Nikki Innocent Oh my god, the little kid in me is just like, this is what I’m talking about. I’m like, so excited to see I was, again this sounds weird, but like this past 18 months, I’ve just been so excited for all the things that are showing up that have been hidden. And yeah, I think any, even when you’re saying taking action, it does not mean quit your job if you don’t feel like you can quit your job. It means take a step that you wouldn’t necessarily take to be able to uncover something that’s been hidden. That’s all it means. You don’t have to. You don’t have to have, again the easy button. You don’t have to go and like blow up your life.

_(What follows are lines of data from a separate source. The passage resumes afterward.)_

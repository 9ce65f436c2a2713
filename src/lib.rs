pub mod advisory;
pub mod config;
pub mod descriptor;
pub mod engine;
pub mod error;
pub mod live;
pub mod math;
pub mod renderer;
pub mod report;
pub mod scoring;
pub mod types;

#[cfg(feature = "napi")]
mod bindings;

pub use config::AuditConfig;
pub use error::{AuditError, Result};
pub use types::{AuditSummary, Level, Rgb, SizeClass, TargetLevel, Violation};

You don’t have to do any of those things, but just trust yourself to like maybe step out in line a little bit for yourself and watch what happens.

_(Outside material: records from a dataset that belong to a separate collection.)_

//! Re-auditing a page that keeps navigating.
//!
//! Every navigation takes a new [`AuditTicket`] and supersedes all earlier
//! ones. An audit holding a superseded ticket may still finish, but its
//! result is dropped instead of replacing the newer page's. Long-running
//! renderers can poll [`LiveSession::is_current`] to stop early.

use std::sync::atomic::{AtomicU64, Ordering};
use std::sync::Mutex;

use tracing::debug;

use crate::config::AuditConfig;
use crate::renderer::{audit_with, PageRenderer};
use crate::report::AuditOutcome;

#[derive(Debug, Clone, PartialEq, Eq)]
pub struct AuditTicket {
    generation: u64,
    url: String,
}

impl AuditTicket {
    pub fn generation(&self) -> u64 {
        self.generation
    }

    pub fn url(&self) -> &str {
        &self.url
    }
}

#[derive(Debug, Clone, PartialEq)]
pub struct LiveResult {
    pub generation: u64,
    pub url: String,
    pub outcome: AuditOutcome,
}

#[derive(Debug, Default)]
pub struct LiveSession {
    generation: AtomicU64,
    latest: Mutex<Option<LiveResult>>,
}

impl LiveSession {
    pub fn new() -> Self {
        Self::default()
    }

    /// Record a navigation and supersede any audit in flight.
    pub fn navigated(&self, url: &str) -> AuditTicket {
        let generation = self.generation.fetch_add(1, Ordering::SeqCst) + 1;
        debug!(generation, url, "navigation, earlier audits superseded");
        AuditTicket {
            generation,
            url: url.to_string(),
        }
    }

    pub fn is_current(&self, ticket: &AuditTicket) -> bool {
        self.generation.load(Ordering::SeqCst) == ticket.generation
    }

    /// Store `outcome` if `ticket` is still the latest navigation.
    /// Returns whether it was stored.
    pub fn publish(&self, ticket: &AuditTicket, outcome: AuditOutcome) -> bool {
        let mut latest = self.latest.lock().unwrap_or_else(|poisoned| poisoned.into_inner());
        if !self.is_current(ticket) {
            debug!(generation = ticket.generation, url = %ticket.url, "discarding superseded audit");
            return false;
        }
        *latest = Some(LiveResult {
            generation: ticket.generation,
            url: ticket.url.clone(),
            outcome,
        });
        true
    }

    pub fn latest(&self) -> Option<LiveResult> {
        self.latest
            .lock()
            .unwrap_or_else(|poisoned| poisoned.into_inner())
            .clone()
    }

    /// Audit `url` for a navigation event. Returns the outcome only if no
    /// newer navigation arrived while it ran.
    pub fn audit_navigation<R: PageRenderer + ?Sized>(
        &self,
        renderer: &mut R,
        url: &str,
        config: &AuditConfig,
    ) -> Option<AuditOutcome> {
        let ticket = self.navigated(url);
        let outcome = audit_with(renderer, url, config);
        self.publish(&ticket, outcome.clone()).then_some(outcome)
    }
}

Kim Meninger I love it and this truly Nikki has been one of the most fun conversations I’ve ever had and I know it’s hard stuff and I know that, you know, we’ve got a lot of progress that we still need to make but I feel so hopeful just listening to you and I, I really know, I know everyone is going to take a lot away from this conversation so thank you so much.

Nikki Innocent Thank you I’m getting all emotional over here. Thank you, thank you and thank you for all of you who listen. I know I value so much the time and energy you put into it. I mean there’s so many things that we hear and we listen to you and we take our time with and so I’m just so grateful to have, have occupied a little bit of your day today.

Kim Meninger And if anybody wants more of Nikki we will absolutely include your bio and links and anything else that you want to share with us in the show notes as well. So feel free to reach out to her as well.

Nikki Innocent Thank you so much for reaching out because I do really believe that like, so often when we are navigating that, that discomfort of like, I don’t know if I know this person, I’m not able to, like meet you at a networking event, I’m not able to do the normal things, the willingness to kind of put yourself out there and be like, hey, like, I have a hard time for my own podcast being like, hi, you want to be on my podcast? I know that that can be a really hard thing. And so I’m just so grateful that you were willing to, to open up the invitation. I think, again, it’s just modeling even more of what we’re talking about, about the fact that like putting things out there bring so many things that you don’t even know you’ll expect. And so I’m just incredibly grateful for you bringing me on here today because it was such a joy.

Kim Meninger Thank you so much. I can’t, it was one of the best decisions I’ve made in a while.

Nikki Innocent Thank you. Thank you. Thank you. I’m so grateful. Oh my goodness. They just like made my day. What is this? Go on.